Work request: The line that contains "long as its" marks the end: retype the data below exactly from its first line through that line.

==== Data for analysis ====

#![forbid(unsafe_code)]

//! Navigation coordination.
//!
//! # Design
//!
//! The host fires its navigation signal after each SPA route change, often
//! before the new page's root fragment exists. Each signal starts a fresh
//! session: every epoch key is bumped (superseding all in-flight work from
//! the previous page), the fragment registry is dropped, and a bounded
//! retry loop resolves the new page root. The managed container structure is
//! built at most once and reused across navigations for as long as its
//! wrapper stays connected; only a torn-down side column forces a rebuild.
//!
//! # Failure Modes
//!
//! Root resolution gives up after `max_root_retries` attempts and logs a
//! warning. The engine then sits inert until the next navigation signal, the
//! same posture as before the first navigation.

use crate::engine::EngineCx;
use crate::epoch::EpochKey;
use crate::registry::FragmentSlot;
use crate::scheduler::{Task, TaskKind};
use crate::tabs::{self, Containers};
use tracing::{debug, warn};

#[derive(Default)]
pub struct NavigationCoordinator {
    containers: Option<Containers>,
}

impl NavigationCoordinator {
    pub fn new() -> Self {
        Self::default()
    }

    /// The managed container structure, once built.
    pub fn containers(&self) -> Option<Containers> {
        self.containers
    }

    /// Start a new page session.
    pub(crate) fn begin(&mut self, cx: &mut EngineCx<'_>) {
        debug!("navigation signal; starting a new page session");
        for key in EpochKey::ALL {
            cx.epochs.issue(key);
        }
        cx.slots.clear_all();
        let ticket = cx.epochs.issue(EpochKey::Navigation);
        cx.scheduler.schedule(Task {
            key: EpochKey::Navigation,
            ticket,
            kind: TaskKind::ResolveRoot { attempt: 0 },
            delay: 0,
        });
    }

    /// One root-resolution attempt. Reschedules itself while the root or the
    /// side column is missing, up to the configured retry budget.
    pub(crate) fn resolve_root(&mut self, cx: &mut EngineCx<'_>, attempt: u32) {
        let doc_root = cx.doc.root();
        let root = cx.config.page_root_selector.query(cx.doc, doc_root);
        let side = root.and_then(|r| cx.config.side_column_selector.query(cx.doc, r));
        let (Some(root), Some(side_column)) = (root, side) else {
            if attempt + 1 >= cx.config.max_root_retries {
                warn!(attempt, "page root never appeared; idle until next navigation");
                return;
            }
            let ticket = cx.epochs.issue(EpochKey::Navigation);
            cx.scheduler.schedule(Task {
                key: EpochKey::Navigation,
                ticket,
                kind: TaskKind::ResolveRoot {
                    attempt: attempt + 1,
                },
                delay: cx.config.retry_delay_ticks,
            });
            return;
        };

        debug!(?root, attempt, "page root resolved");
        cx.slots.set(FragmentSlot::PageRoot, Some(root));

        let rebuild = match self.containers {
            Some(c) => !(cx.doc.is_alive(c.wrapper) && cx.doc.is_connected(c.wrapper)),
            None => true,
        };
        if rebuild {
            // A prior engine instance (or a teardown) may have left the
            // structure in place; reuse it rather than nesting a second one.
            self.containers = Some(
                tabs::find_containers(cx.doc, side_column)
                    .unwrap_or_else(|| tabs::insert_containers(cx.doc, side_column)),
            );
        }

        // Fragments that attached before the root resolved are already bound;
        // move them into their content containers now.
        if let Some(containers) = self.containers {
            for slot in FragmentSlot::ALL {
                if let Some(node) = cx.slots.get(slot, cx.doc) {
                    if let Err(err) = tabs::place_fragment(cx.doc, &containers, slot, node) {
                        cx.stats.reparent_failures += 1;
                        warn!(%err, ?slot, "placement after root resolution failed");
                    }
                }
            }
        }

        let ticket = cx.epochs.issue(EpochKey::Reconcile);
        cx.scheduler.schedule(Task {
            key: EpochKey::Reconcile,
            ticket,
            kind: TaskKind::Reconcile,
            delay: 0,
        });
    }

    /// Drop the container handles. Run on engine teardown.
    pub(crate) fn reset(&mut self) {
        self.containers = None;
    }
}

====

Task answer:
#![forbid(unsafe_code)]

//! Navigation coordination.
//!
//! # Design
//!
//! The host fires its navigation signal after each SPA route change, often
//! before the new page's root fragment exists. Each signal starts a fresh
//! session: every epoch key is bumped (superseding all in-flight work from
//! the previous page), the fragment registry is dropped, and a bounded
//! retry loop resolves the new page root. The managed container structure is
//! built at most once and reused across navigations for as long as its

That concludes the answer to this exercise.